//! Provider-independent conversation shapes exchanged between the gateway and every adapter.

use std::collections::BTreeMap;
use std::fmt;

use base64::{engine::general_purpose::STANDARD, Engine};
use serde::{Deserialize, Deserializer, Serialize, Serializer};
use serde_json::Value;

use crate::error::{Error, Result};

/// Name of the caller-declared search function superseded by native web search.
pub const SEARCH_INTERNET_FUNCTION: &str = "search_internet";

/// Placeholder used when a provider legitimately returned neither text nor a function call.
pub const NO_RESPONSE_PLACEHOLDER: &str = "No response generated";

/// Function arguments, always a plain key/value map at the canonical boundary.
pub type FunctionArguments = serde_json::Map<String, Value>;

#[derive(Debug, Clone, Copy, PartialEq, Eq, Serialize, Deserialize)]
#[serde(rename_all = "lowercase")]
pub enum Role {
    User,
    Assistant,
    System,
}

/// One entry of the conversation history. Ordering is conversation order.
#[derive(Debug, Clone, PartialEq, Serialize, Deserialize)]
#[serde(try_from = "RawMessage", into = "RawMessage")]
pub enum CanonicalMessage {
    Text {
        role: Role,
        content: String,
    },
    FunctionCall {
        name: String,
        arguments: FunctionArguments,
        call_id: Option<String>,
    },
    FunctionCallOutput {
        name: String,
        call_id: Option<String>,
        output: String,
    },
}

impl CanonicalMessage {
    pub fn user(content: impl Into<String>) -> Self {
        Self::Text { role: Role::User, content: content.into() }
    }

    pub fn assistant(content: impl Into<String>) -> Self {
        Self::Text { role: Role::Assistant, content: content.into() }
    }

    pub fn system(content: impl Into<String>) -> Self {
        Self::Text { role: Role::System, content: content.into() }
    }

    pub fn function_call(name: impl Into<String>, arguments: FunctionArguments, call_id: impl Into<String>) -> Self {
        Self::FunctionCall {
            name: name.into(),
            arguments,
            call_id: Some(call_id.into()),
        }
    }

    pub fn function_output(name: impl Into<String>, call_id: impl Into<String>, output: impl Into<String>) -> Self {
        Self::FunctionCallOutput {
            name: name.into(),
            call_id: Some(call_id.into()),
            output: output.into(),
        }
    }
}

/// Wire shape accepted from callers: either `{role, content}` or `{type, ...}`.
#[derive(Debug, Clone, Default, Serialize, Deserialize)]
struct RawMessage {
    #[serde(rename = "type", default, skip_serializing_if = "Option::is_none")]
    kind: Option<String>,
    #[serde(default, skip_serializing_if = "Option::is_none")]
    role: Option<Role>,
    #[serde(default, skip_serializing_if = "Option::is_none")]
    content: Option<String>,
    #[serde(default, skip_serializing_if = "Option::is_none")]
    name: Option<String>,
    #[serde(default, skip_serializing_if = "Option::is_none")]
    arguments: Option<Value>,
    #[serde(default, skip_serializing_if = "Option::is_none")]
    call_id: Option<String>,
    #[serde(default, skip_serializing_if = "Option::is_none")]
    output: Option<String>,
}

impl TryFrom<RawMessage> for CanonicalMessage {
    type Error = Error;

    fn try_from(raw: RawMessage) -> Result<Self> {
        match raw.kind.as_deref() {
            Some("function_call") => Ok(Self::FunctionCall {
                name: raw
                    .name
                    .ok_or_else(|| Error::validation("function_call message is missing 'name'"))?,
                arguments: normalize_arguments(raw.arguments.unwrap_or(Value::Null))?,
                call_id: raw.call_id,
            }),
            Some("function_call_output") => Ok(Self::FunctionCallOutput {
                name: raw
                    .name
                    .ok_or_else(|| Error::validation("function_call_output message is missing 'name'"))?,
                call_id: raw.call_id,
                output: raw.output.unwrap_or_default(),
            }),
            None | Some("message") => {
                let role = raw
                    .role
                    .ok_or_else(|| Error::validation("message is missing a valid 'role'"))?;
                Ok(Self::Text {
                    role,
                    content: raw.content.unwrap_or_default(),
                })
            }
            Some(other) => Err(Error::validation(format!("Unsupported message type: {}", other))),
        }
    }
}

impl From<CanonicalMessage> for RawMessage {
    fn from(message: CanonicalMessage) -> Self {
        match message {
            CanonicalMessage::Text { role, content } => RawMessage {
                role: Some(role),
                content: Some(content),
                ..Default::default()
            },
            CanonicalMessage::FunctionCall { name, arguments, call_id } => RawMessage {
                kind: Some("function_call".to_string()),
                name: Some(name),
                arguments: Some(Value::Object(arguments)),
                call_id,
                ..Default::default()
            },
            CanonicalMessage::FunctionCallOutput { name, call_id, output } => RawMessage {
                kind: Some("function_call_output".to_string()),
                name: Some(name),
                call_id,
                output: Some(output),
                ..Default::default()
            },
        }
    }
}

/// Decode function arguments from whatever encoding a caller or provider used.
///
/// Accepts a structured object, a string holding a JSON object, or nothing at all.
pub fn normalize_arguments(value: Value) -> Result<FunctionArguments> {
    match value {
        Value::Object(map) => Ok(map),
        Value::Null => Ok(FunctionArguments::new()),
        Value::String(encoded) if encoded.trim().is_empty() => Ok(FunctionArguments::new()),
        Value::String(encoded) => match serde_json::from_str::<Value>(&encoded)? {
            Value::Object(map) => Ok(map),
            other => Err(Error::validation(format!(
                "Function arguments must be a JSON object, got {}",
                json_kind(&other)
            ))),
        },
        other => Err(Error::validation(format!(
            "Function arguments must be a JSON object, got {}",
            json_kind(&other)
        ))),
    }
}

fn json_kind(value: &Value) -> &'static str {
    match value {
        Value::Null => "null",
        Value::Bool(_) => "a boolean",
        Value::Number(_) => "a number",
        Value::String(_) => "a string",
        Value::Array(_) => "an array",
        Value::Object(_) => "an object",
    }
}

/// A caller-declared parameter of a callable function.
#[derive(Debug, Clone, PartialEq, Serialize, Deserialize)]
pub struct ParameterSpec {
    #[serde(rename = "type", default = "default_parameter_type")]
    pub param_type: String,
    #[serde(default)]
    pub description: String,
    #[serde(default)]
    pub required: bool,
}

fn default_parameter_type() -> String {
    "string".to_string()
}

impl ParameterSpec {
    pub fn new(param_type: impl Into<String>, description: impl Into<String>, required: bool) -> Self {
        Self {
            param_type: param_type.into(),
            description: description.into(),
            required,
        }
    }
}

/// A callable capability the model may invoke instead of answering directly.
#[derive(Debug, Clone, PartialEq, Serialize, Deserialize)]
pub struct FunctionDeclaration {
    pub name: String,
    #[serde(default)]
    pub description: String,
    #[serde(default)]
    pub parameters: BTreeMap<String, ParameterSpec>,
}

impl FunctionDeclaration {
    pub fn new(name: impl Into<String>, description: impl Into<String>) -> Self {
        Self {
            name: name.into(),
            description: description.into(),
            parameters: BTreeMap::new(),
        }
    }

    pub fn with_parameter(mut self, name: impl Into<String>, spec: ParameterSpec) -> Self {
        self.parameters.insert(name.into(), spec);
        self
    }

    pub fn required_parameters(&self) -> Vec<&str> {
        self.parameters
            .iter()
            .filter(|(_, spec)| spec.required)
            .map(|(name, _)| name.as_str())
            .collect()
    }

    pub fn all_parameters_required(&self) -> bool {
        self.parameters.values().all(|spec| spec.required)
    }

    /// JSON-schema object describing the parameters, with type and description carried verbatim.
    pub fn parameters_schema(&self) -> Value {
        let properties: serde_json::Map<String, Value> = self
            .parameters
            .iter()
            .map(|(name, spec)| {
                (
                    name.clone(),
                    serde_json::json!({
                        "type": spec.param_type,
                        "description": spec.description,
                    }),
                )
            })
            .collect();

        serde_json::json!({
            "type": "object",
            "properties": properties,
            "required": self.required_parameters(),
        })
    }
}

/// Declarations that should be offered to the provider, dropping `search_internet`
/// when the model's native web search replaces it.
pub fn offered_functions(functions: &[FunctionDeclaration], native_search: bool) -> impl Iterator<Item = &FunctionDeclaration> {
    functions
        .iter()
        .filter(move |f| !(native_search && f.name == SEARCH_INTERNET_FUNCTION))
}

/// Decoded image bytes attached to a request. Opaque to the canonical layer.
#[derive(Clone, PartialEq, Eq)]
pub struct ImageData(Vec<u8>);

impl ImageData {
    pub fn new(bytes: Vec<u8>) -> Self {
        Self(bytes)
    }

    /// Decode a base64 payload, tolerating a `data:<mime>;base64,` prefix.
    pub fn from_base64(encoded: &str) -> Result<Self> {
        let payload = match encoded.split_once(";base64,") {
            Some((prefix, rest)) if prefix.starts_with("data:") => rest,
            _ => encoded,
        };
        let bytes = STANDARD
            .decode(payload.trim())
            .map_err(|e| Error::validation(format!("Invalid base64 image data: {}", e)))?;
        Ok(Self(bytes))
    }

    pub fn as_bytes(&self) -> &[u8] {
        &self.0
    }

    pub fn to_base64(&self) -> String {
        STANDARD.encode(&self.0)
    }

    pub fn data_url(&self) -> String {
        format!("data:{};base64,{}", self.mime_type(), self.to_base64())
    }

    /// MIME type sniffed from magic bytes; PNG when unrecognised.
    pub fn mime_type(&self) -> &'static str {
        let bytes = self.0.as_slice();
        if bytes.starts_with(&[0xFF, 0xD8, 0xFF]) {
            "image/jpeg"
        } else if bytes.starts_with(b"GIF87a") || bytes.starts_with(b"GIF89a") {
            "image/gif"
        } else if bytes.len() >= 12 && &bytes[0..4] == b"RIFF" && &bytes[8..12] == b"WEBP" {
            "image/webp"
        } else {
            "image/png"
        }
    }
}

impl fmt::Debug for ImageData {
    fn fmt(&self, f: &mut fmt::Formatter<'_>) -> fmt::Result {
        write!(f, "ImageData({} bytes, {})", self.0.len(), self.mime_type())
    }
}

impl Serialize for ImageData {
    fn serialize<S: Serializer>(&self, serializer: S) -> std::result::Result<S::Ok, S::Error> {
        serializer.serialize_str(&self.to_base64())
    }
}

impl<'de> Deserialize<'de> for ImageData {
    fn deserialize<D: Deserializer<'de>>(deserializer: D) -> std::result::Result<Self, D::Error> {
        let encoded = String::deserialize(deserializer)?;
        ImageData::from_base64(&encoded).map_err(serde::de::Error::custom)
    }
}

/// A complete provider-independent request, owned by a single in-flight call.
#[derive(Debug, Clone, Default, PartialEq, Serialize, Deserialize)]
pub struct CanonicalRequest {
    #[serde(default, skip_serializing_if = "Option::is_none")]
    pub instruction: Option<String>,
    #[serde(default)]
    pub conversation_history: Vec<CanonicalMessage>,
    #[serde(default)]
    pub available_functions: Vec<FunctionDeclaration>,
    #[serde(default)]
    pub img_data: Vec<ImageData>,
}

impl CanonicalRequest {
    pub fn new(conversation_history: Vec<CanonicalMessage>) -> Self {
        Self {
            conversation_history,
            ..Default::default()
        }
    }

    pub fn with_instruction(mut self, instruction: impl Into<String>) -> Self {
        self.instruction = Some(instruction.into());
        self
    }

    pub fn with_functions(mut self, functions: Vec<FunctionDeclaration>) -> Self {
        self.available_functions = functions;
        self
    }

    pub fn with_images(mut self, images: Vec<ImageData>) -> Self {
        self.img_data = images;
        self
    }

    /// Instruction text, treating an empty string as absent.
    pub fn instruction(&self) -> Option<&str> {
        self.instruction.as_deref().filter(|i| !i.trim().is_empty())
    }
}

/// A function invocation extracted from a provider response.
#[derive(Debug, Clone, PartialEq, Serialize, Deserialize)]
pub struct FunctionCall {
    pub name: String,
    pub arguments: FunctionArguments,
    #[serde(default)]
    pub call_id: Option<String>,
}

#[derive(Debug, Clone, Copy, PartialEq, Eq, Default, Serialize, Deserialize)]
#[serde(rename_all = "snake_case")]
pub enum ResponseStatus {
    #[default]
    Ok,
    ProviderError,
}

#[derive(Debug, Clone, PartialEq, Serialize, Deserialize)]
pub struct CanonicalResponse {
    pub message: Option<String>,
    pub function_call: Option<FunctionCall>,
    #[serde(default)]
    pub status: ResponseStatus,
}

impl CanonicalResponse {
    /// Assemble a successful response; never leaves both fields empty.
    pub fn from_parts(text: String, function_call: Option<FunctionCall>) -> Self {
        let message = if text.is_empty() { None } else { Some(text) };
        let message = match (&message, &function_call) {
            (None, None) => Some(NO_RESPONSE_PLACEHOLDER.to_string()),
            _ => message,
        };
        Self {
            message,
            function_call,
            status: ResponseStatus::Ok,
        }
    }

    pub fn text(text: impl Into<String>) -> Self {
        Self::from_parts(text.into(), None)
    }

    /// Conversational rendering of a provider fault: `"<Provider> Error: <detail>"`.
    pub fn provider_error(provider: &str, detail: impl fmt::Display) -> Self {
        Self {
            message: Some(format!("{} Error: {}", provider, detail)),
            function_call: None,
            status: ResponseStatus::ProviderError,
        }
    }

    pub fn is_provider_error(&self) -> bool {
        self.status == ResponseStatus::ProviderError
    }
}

◆ ◆ ◆

[What the task asks] An exact copy of the data is needed, running from its first line through the line that holds "native web search.", and nothing beyond that.

[Exercise output]
//! Provider-independent conversation shapes exchanged between the gateway and every adapter.

use std::collections::BTreeMap;
use std::fmt;

use base64::{engine::general_purpose::STANDARD, Engine};
use serde::{Deserialize, Deserializer, Serialize, Serializer};
use serde_json::Value;

use crate::error::{Error, Result};

/// Name of the caller-declared search function superseded by native web search.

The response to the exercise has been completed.